In the metastatic setting, de-intensifying a palliative treatment should reduce acute side-effects and improve patients’ quality of life without compromising survival: for example, by giving medicines sequentially rather than in combination, or substituting an intravenous agent with an oral medication. In early-stage disease, the goal is to reduce treatment and its associated long-term toxicities in patients who are unlikely to benefit from it based on a prognostic or predictive biomarker exhibited by their disease—keeping in mind that the cost of being wrong is higher in this setting because if some patients end up being undertreated and relapse, they can be confronted with an incurable metastatic disease.
Importantly, we should not assume that achieving equivalent efficacy with less treatment is intrinsically better. Quantifying the improvement in terms of quality of life, decreased toxicity or cost-effectiveness is crucial to confirm that the residual risk of incurring a small loss in survival—which is inherent to the confidence intervals used in non-inferiority trials—is offset by an important benefit. Collaboration with social scientists and health economists is recommended for this purpose.

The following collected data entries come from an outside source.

// sluice-rs - The Sluice SIP Proxy Engine
// Copyright (C) 2025 James Ferris <ferrous.communications@gmail.com>
// SPDX-License-Identifier: Apache-2.0 OR MIT

//! End-to-end engine tests: forking policies, cancellation, timers, and the
//! at-most-once upstream response invariant.

mod common;

use std::time::Duration;

use common::*;
use sluice_msg::top_via;
use sluice_proxy::{
    BranchEvent, DnsQuery, ProxyConfig, ResolveError, ResolveFault, SearchMode, StateMode,
    TransportKind, TxnState,
};

fn parallel_config() -> ProxyConfig {
    ProxyConfig {
        search_mode: SearchMode::Parallel,
        is_recursing: false,
        ..ProxyConfig::default()
    }
}

fn sequential_config() -> ProxyConfig {
    ProxyConfig {
        search_mode: SearchMode::Sequential,
        is_recursing: false,
        ..ProxyConfig::default()
    }
}

#[tokio::test(start_paused = true)]
async fn parallel_mode_starts_every_branch_at_once() {
    let transport = RecordingTransport::new();
    let upstream = CountingUpstream::new();
    let controller = controller_with(
        parallel_config(),
        transport.clone(),
        StaticResolver::new(),
        upstream.clone(),
    );

    let targets = vec![target("gw1.example.com"), target("gw2.example.com"), target("gw3.example.com")];
    controller.proxy_to(targets, invite(), None).await;
    settle().await;

    // All three go out with no branch waiting on another's completion.
    assert_eq!(transport.sent_count(), 3);
    assert_eq!(upstream.final_count(), 0);
}

#[tokio::test(start_paused = true)]
async fn sequential_mode_gates_on_terminal_failure() {
    let transport = RecordingTransport::new();
    let upstream = CountingUpstream::new();
    let controller = controller_with(
        sequential_config(),
        transport.clone(),
        StaticResolver::new(),
        upstream.clone(),
    );

    controller
        .proxy_to(
            vec![
                target("first.example.com").with_q_value(1.0),
                target("second.example.com").with_q_value(0.5),
            ],
            invite(),
            None,
        )
        .await;
    settle().await;
    assert_eq!(transport.sent_hosts(), vec!["first.example.com"]);

    // 503 is in the failover set: the second candidate starts immediately.
    let first = transport.branch_for("first.example.com").unwrap();
    controller
        .on_branch_event(&first, BranchEvent::Failure(response(503)))
        .await;
    settle().await;

    assert_eq!(
        transport.sent_hosts(),
        vec!["first.example.com", "second.example.com"]
    );
    assert_eq!(upstream.final_count(), 0);
}

#[tokio::test(start_paused = true)]
async fn sequential_mode_advances_on_search_timeout() {
    let transport = RecordingTransport::new();
    let upstream = CountingUpstream::new();
    // request timeout 8s → sequential slice 4s
    let config = ProxyConfig {
        request_timeout_override: Some(Duration::from_secs(8)),
        ..sequential_config()
    };
    let controller = controller_with(
        config,
        transport.clone(),
        StaticResolver::new(),
        upstream.clone(),
    );

    controller
        .proxy_to(
            vec![target("slow.example.com"), target("backup.example.com")],
            invite(),
            None,
        )
        .await;
    settle().await;
    assert_eq!(transport.sent_count(), 1);

    tokio::time::advance(Duration::from_secs(3)).await;
    settle().await;
    assert_eq!(transport.sent_count(), 1);

    tokio::time::advance(Duration::from_secs(1)).await;
    settle().await;
    // Slice elapsed: backup starts while the slow branch keeps running.
    assert_eq!(
        transport.sent_hosts(),
        vec!["slow.example.com", "backup.example.com"]
    );

    // The slow branch can still win the fork afterwards.
    let slow = transport.branch_for("slow.example.com").unwrap();
    controller
        .on_branch_event(&slow, BranchEvent::Success(response(200)))
        .await;
    settle().await;
    assert_eq!(upstream.final_count(), 1);
    assert_eq!(upstream.last_final_code(), Some(200));
    assert_eq!(transport.cancel_count(), 1);
}

#[tokio::test(start_paused = true)]
async fn duplicate_2xx_is_forwarded_exactly_once() {
    let transport = RecordingTransport::new();
    let upstream = CountingUpstream::new();
    let controller = controller_with(
        parallel_config(),
        transport.clone(),
        StaticResolver::new(),
        upstream.clone(),
    );

    controller
        .proxy_to(vec![target("gw1.example.com")], invite(), None)
        .await;
    settle().await;

    let branch = transport.branch_for("gw1.example.com").unwrap();
    controller
        .on_branch_event(&branch, BranchEvent::Success(response(200)))
        .await;
    controller
        .on_branch_event(&branch, BranchEvent::Success(response(200)))
        .await;
    settle().await;

    assert_eq!(upstream.final_count(), 1);
}

#[tokio::test(start_paused = true)]
async fn success_preempts_losers_and_cancels_pending() {
    let transport = RecordingTransport::new();
    let upstream = CountingUpstream::new();
    let controller = controller_with(
        parallel_config(),
        transport.clone(),
        StaticResolver::new(),
        upstream.clone(),
    );

    controller
        .proxy_to(
            vec![target("gw1.example.com"), target("gw2.example.com"), target("gw3.example.com")],
            invite(),
            None,
        )
        .await;
    settle().await;

    let b1 = transport.branch_for("gw1.example.com").unwrap();
    let b2 = transport.branch_for("gw2.example.com").unwrap();
    let b3 = transport.branch_for("gw3.example.com").unwrap();

    controller
        .on_branch_event(&b2, BranchEvent::Provisional(response(180)))
        .await;
    controller
        .on_branch_event(&b1, BranchEvent::Failure(response(503)))
        .await;
    controller
        .on_branch_event(&b3, BranchEvent::Success(response(200)))
        .await;
    settle().await;

    // Exactly the 200 goes upstream (the 180 before it is provisional).
    assert_eq!(upstream.final_count(), 1);
    assert_eq!(upstream.last_final_code(), Some(200));
    // Only the still-pending branch gets a CANCEL; terminal ones are left be.
    let cancels = transport.cancels.lock().clone();
    assert_eq!(cancels, vec![b2]);
}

What are the challenges in producing high-quality evidence to support de-intensification approaches?
It can be difficult to recruit patients for de-escalation trials because they often fear that they will be undertreated and do not see the benefit of participating. This is critical in the current context where randomised controlled non-inferiority trials, recognised as the gold standard when it comes to levels of evidence, require very large sample sizes to be powered to measure minute differences that amount to equivalence between standard and de-escalated treatment strategies. Some recent studies enrolled more than 6,000 patients (Lancet Oncol. 2021 April;22(4):476-488), but they remain an exception. If we want to drive progress in a field where research is more often conducted by academic groups with public funding than by industry, we need to be able to design high-quality studies with fewer patients and shorter running times. The ESMO framework therefore suggests a stepwise approach to testing harm-minimisation regimens in phase II studies before proceeding with larger trials, and outlines clinical scenarios in which more flexible models for generating evidence may be employed.

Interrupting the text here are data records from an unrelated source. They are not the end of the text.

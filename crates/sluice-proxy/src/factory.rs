// sluice-rs - The Sluice SIP Proxy Engine
// Copyright (C) 2025 James Ferris <ferrous.communications@gmail.com>
// SPDX-License-Identifier: Apache-2.0 OR MIT

//! Per-inbound-request controller construction.
//!
//! The factory snapshots the live configuration once per request, derives
//! the request and sequential-search timeouts from it, and keeps the live
//! controllers keyed by inbound branch so retransmissions and CANCEL/ACK
//! find their transaction.

use std::sync::Arc;
use std::time::{Duration, Instant};

use dashmap::DashMap;
use smol_str::SmolStr;
use tracing::debug;

use sluice_msg::{generate_branch_id, request_branch_id, top_via, Request};

use crate::aggregator::{ErrorAggregator, ListenerRegistry};
use crate::config::SharedConfig;
use crate::controller::ProxyController;
use crate::target::TransportKind;
use crate::{OutboundTransport, TargetResolver, UpstreamSink};

/// Builds one [`ProxyController`] per inbound transaction.
pub struct ControllerFactory {
    shared: Arc<SharedConfig>,
    registry: Arc<ListenerRegistry>,
    transport: Arc<dyn OutboundTransport>,
    resolver: Arc<dyn TargetResolver>,
    active: DashMap<SmolStr, (ProxyController, Instant)>,
}

impl ControllerFactory {
    pub fn new(
        shared: Arc<SharedConfig>,
        registry: Arc<ListenerRegistry>,
        transport: Arc<dyn OutboundTransport>,
        resolver: Arc<dyn TargetResolver>,
    ) -> Self {
        Self {
            shared,
            registry,
            transport,
            resolver,
            active: DashMap::new(),
        }
    }

    /// Returns the controller for this inbound transaction, creating one on
    /// first sight. Idempotent per inbound branch.
    ///
    /// On creation the configuration is snapshotted, timeouts are computed
    /// from transport reliability and INVITE-ness, and — when the snapshot
    /// says stateful and the method can own a transaction — the transaction
    /// is created eagerly so 100 Trying goes out immediately.
    pub async fn controller_for(
        &self,
        request: &Request,
        upstream: Arc<dyn UpstreamSink>,
    ) -> ProxyController {
        let key = request_branch_id(request).unwrap_or_else(generate_branch_id);
        if let Some(entry) = self.active.get(&key) {
            return entry.0.clone();
        }

        let config = self.shared.snapshot();
        let transport_kind = inbound_transport(request);
        let is_invite = request.method().is_invite();
        let request_timeout = config.request_timeout(transport_kind, is_invite);
        let sequential_timeout = config.sequential_search_timeout(transport_kind, is_invite);

        let session_id = request.call_id().cloned().unwrap_or_else(|| key.clone());
        let aggregator = Arc::new(ErrorAggregator::new(
            session_id,
            request.method().clone(),
            self.registry.clone(),
        ));

        let controller = ProxyController::new(
            config,
            self.transport.clone(),
            self.resolver.clone(),
            upstream,
            aggregator,
            request_timeout,
            sequential_timeout,
        );

        let controller = match self.active.entry(key) {
            dashmap::mapref::entry::Entry::Occupied(existing) => existing.get().0.clone(),
            dashmap::mapref::entry::Entry::Vacant(slot) => {
                slot.insert((controller.clone(), Instant::now()));
                controller
            }
        };

        controller.on_new_request(request).await;
        controller
    }

    /// Drops the controller for a completed inbound transaction.
    pub fn release(&self, branch: &str) {
        if self.active.remove(branch).is_some() {
            debug!(branch, "controller released");
        }
    }

    /// Evicts controllers older than `max_age`; the backstop for inbound
    /// legs that never completed cleanly.
    pub fn evict_older_than(&self, max_age: Duration) {
        let now = Instant::now();
        self.active
            .retain(|_, (_, created)| now.duration_since(*created) < max_age);
    }

    /// Number of live controllers.
    pub fn active_count(&self) -> usize {
        self.active.len()
    }
}

/// Derives the inbound transport from the top Via, defaulting to UDP.
fn inbound_transport(request: &Request) -> TransportKind {
    top_via(request)
        .and_then(|via| via.strip_prefix("SIP/2.0/"))
        .and_then(|rest| rest.split_whitespace().next())
        .and_then(TransportKind::from_token)
        .unwrap_or(TransportKind::Udp)
}
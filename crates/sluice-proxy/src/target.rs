// sluice-rs - The Sluice SIP Proxy Engine
// Copyright (C) 2025 James Ferris <ferrous.communications@gmail.com>
// SPDX-License-Identifier: Apache-2.0 OR MIT

use smol_str::SmolStr;

use sluice_msg::SipUri;

/// Transport protocol for an outbound attempt.
#[derive(Debug, Clone, Copy, PartialEq, Eq, Hash)]
pub enum TransportKind {
    Udp,
    Tcp,
    Tls,
}

impl TransportKind {
    /// Returns true for TCP and TLS, which do not retransmit at the SIP layer.
    pub fn is_reliable(self) -> bool {
        matches!(self, TransportKind::Tcp | TransportKind::Tls)
    }

    /// Returns the transport token used in Via headers.
    pub fn as_str(self) -> &'static str {
        match self {
            TransportKind::Udp => "UDP",
            TransportKind::Tcp => "TCP",
            TransportKind::Tls => "TLS",
        }
    }

    /// Parses a Via transport token.
    pub fn from_token(token: &str) -> Option<Self> {
        if token.eq_ignore_ascii_case("UDP") {
            Some(TransportKind::Udp)
        } else if token.eq_ignore_ascii_case("TCP") {
            Some(TransportKind::Tcp)
        } else if token.eq_ignore_ascii_case("TLS") {
            Some(TransportKind::Tls)
        } else {
            None
        }
    }
}

/// A candidate next-hop for one inbound request.
///
/// Produced by the resolver/server-group collaborator (or by 3xx recursion)
/// and immutable once created. Higher `q_value` means more preferred.
#[derive(Debug, Clone, PartialEq)]
pub struct Target {
    pub uri: SipUri,
    pub transport: TransportKind,
    pub q_value: f32,
    pub weight: u16,
    pub group: Option<SmolStr>,
}

impl Target {
    /// Creates a target with default transport, q-value and weight.
    pub fn new(uri: SipUri) -> Self {
        let transport = if uri.sips {
            TransportKind::Tls
        } else {
            TransportKind::Udp
        };
        Self {
            uri,
            transport,
            q_value: 1.0,
            weight: 1,
            group: None,
        }
    }

    /// Sets the transport protocol.
    pub fn with_transport(mut self, transport: TransportKind) -> Self {
        self.transport = transport;
        self
    }

    /// Sets the q-value (clamped to 0.0-1.0, higher = more preferred).
    pub fn with_q_value(mut self, q: f32) -> Self {
        self.q_value = q.clamp(0.0, 1.0);
        self
    }

    /// Sets the relative weight within a q-tier.
    pub fn with_weight(mut self, weight: u16) -> Self {
        self.weight = weight;
        self
    }

    /// Sets the owning server-group name.
    pub fn with_group(mut self, group: impl Into<SmolStr>) -> Self {
        self.group = Some(group.into());
        self
    }
}

/// Sorts targets by descending preference (q-value, then weight).
pub fn sort_by_preference(targets: &mut [Target]) {
    targets.sort_by(|a, b| {
        b.q_value
            .partial_cmp(&a.q_value)
            .unwrap_or(std::cmp::Ordering::Equal)
            .then_with(|| b.weight.cmp(&a.weight))
    });
}

/// Groups targets into descending q-value tiers, preserving relative order
/// within each tier. Used by the highest-priority search.
pub fn q_tiers(mut targets: Vec<Target>) -> Vec<Vec<Target>> {
    sort_by_preference(&mut targets);

    let mut tiers: Vec<Vec<Target>> = Vec::new();
    for target in targets {
        match tiers.last_mut() {
            Some(tier) if tier[0].q_value == target.q_value => tier.push(target),
            _ => tiers.push(vec![target]),
        }
    }
    tiers
}

#[cfg(test)]
mod tests {
    use super::*;

    fn target(host: &str, q: f32) -> Target {
        Target::new(SipUri::parse(&format!("sip:{host}")).unwrap()).with_q_value(q)
    }

    #[test]
    fn sips_uri_defaults_to_tls() {
        let t = Target::new(SipUri::parse("sips:secure.example.com").unwrap());
        assert_eq!(t.transport, TransportKind::Tls);
    }

    #[test]
    fn sorts_descending_by_q() {
        let mut targets = vec![target("a", 0.3), target("b", 1.0), target("c", 0.7)];
        sort_by_preference(&mut targets);
        let hosts: Vec<&str> = targets.iter().map(|t| t.uri.host.as_str()).collect();
        assert_eq!(hosts, vec!["b", "c", "a"]);
    }

    #[test]
    fn tiers_group_equal_q_values() {
        let tiers = q_tiers(vec![
            target("a", 0.5),
            target("b", 1.0),
            target("c", 0.5),
            target("d", 1.0),
        ]);
        assert_eq!(tiers.len(), 2);
        assert_eq!(tiers[0].len(), 2);
        assert!(tiers[0].iter().all(|t| t.q_value == 1.0));
        assert_eq!(tiers[1].len(), 2);
    }

    #[test]
    fn q_value_is_clamped() {
        assert_eq!(target("a", 7.0).q_value, 1.0);
        assert_eq!(target("a", -1.0).q_value, 0.0);
    }
}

The tool also proposes a three-tiered classification of evidence for treatment de-intensification, following a similar methodology to the ESMO-MCBS and ESCAT. What do you expect will be its impact on clinical practice?

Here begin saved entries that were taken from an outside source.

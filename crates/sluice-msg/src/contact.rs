// sluice-rs - The Sluice SIP Proxy Engine
// Copyright (C) 2025 James Ferris <ferrous.communications@gmail.com>
// SPDX-License-Identifier: Apache-2.0 OR MIT

use smol_str::SmolStr;

use crate::{Headers, SipUri};

/// One parsed Contact header entry: the target URI and the q-value, if any.
///
/// Redirect (3xx) recursion only needs the URI and preference ordering, so
/// display names are discarded and unparsable entries are skipped.
#[derive(Debug, Clone, PartialEq)]
pub struct Contact {
    pub uri: SipUri,
    pub q: Option<f32>,
}

/// Parses every Contact entry from the given headers, preserving order.
///
/// Handles both `name-addr` (`"Bob" <sip:bob@host>;q=0.8`) and bare
/// `addr-spec` (`sip:bob@host`) forms, and comma-separated lists within one
/// header line. Entries whose URI fails to parse are dropped.
pub fn parse_contacts(headers: &Headers) -> Vec<Contact> {
    let mut contacts = Vec::new();
    for value in headers.get_all("Contact") {
        for entry in split_contact_list(value) {
            if let Some(contact) = parse_contact_entry(entry) {
                contacts.push(contact);
            }
        }
    }
    contacts
}

/// Splits a Contact header value on top-level commas, respecting quoted
/// display names and angle-bracketed URIs (which may contain commas).
fn split_contact_list(value: &str) -> Vec<&str> {
    let mut entries = Vec::new();
    let mut depth = 0usize;
    let mut in_quotes = false;
    let mut start = 0usize;

    for (i, ch) in value.char_indices() {
        match ch {
            '"' => in_quotes = !in_quotes,
            '<' if !in_quotes => depth += 1,
            '>' if !in_quotes => depth = depth.saturating_sub(1),
            ',' if !in_quotes && depth == 0 => {
                entries.push(value[start..i].trim());
                start = i + 1;
            }
            _ => {}
        }
    }
    entries.push(value[start..].trim());
    entries.retain(|e| !e.is_empty());
    entries
}

fn parse_contact_entry(entry: &str) -> Option<Contact> {
    let (uri_str, param_str) = match entry.find('<') {
        Some(open) => {
            let close = entry[open..].find('>')? + open;
            (&entry[open + 1..close], entry.get(close + 1..).unwrap_or(""))
        }
        // addr-spec form: everything after the first ';' is a contact param
        None => match entry.split_once(';') {
            Some((uri, rest)) => (uri, rest),
            None => (entry, ""),
        },
    };

    let uri = SipUri::parse(uri_str.trim())?;
    let q = contact_q(param_str);
    Some(Contact { uri, q })
}

fn contact_q(params: &str) -> Option<f32> {
    for param in params.split(';') {
        let Some((name, value)) = param.split_once('=') else {
            continue;
        };
        if name.trim().eq_ignore_ascii_case("q") {
            return value.trim().parse::<f32>().ok().map(|q| q.clamp(0.0, 1.0));
        }
    }
    None
}

/// Formats a Contact header value for the given URI and optional q-value.
pub fn format_contact(uri: &SipUri, q: Option<f32>) -> SmolStr {
    match q {
        Some(q) => SmolStr::new(format!("<{}>;q={:.3}", uri, q)),
        None => SmolStr::new(format!("<{}>", uri)),
    }
}
//! Tick/step/notional clamping in exact decimal arithmetic

use log::debug;
use rust_decimal::Decimal;

use super::config::InstrumentPrecision;
use super::types::{Ladder, Rung, Side};

/// Convert a host float into a decimal, rejecting NaN and infinities
pub fn to_decimal(value: f64) -> Option<Decimal> {
    if !value.is_finite() {
        return None;
    }
    Decimal::try_from(value).ok()
}

/// Rounds prices and quantities to the increments an instrument accepts.
///
/// Every operation is idempotent: clamping an already clamped value returns
/// it unchanged. Rejected quantities come back as `Decimal::ZERO`.
#[derive(Debug, Clone, Copy, Default)]
pub struct PrecisionGuard {
    precision: InstrumentPrecision,
}

impl PrecisionGuard {
    pub fn new(precision: InstrumentPrecision) -> Self {
        Self { precision }
    }

    pub fn precision(&self) -> &InstrumentPrecision {
        &self.precision
    }

    /// Round a price to the nearest tick (ties to even)
    ///
    /// A non-positive tick leaves the price untouched.
    pub fn clamp_price(price: Decimal, tick_size: Decimal) -> Decimal {
        if tick_size <= Decimal::ZERO {
            return price.normalize();
        }
        match price.checked_div(tick_size) {
            Some(ticks) => (ticks.round() * tick_size).normalize(),
            None => Decimal::ZERO,
        }
    }

    /// Round a quantity down to the step size
    ///
    /// Returns zero when the rounded quantity is not positive or its value at
    /// `ref_price` is below `min_notional`.
    pub fn clamp_qty(
        qty: Decimal,
        step_size: Decimal,
        min_notional: Decimal,
        ref_price: Decimal,
    ) -> Decimal {
        let rounded = if step_size <= Decimal::ZERO {
            qty
        } else {
            match qty.checked_div(step_size) {
                Some(steps) => steps.floor() * step_size,
                None => return Decimal::ZERO,
            }
        };

        if rounded <= Decimal::ZERO {
            return Decimal::ZERO;
        }

        let notional = rounded.checked_mul(ref_price).unwrap_or(Decimal::MAX);
        if notional < min_notional {
            return Decimal::ZERO;
        }

        rounded.normalize()
    }

    /// Clamp a rung with this instrument's rules; `None` if rejected
    pub fn clamp_rung(&self, rung: &Rung) -> Option<Rung> {
        let price = Self::clamp_price(rung.price, self.precision.tick_size);
        if price <= Decimal::ZERO {
            return None;
        }
        let qty = Self::clamp_qty(
            rung.qty,
            self.precision.step_size,
            self.precision.min_notional,
            price,
        );
        if qty.is_zero() {
            return None;
        }
        Some(Rung::new(rung.side, rung.level, price, qty))
    }

    /// Clamp every rung of a ladder
    ///
    /// Rungs that are rejected, that would land on or across the center, or
    /// that would not strictly move away from the previous rung are dropped.
    /// Surviving rungs keep their level numbers.
    pub fn clamp_ladder(&self, ladder: &Ladder) -> Ladder {
        let mut rungs: Vec<Rung> = Vec::with_capacity(ladder.len());

        for rung in &ladder.rungs {
            let Some(clamped) = self.clamp_rung(rung) else {
                debug!(
                    "Dropping {:?} level {}: rejected by precision (price={}, qty={})",
                    rung.side, rung.level, rung.price, rung.qty
                );
                continue;
            };

            let beyond_center = match ladder.side {
                Side::Long => clamped.price < ladder.center,
                Side::Short => clamped.price > ladder.center,
            };
            let advances = rungs.last().map_or(true, |prev| match ladder.side {
                Side::Long => clamped.price < prev.price,
                Side::Short => clamped.price > prev.price,
            });

            if beyond_center && advances {
                rungs.push(clamped);
            } else {
                debug!(
                    "Dropping {:?} level {}: price {} collides after tick rounding",
                    rung.side, rung.level, clamped.price
                );
            }
        }

        Ladder::new(ladder.side, ladder.center, rungs)
    }
}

This tool aims to help investigators better select trial design according to the type of biomarker and clinical situation they want to address, as well as define the conditions necessary for results to be considered valid at different levels of evidence. The greater the level of doubt about the impact that de-intensification will have on outcomes, the more stringent the conditions in which you measure that effect have to be. When, on the contrary, you expect outcomes to be very good for the near totality of the study population because you are targeting patients known to have an extremely favourable prognosis, you probably do not need a control group and could consider a single-arm design to show non-inferiority. Meanwhile, retrospective analyses of data collected in prospective trials may be sufficient to validate biomarkers if they include multiple cohorts, achieve large enough sample sizes, and concern a patient population in whom the risk of substandard treatment is very low.
By providing a clear structure and a common language for the interpretation of results in this field of research, the tool additionally addresses a wider need to reduce the uncertainty surrounding the translation of data from highly selected patient cohorts to the real-life population—not just among oncologists, but also for regulatory bodies making approval and reimbursement decisions.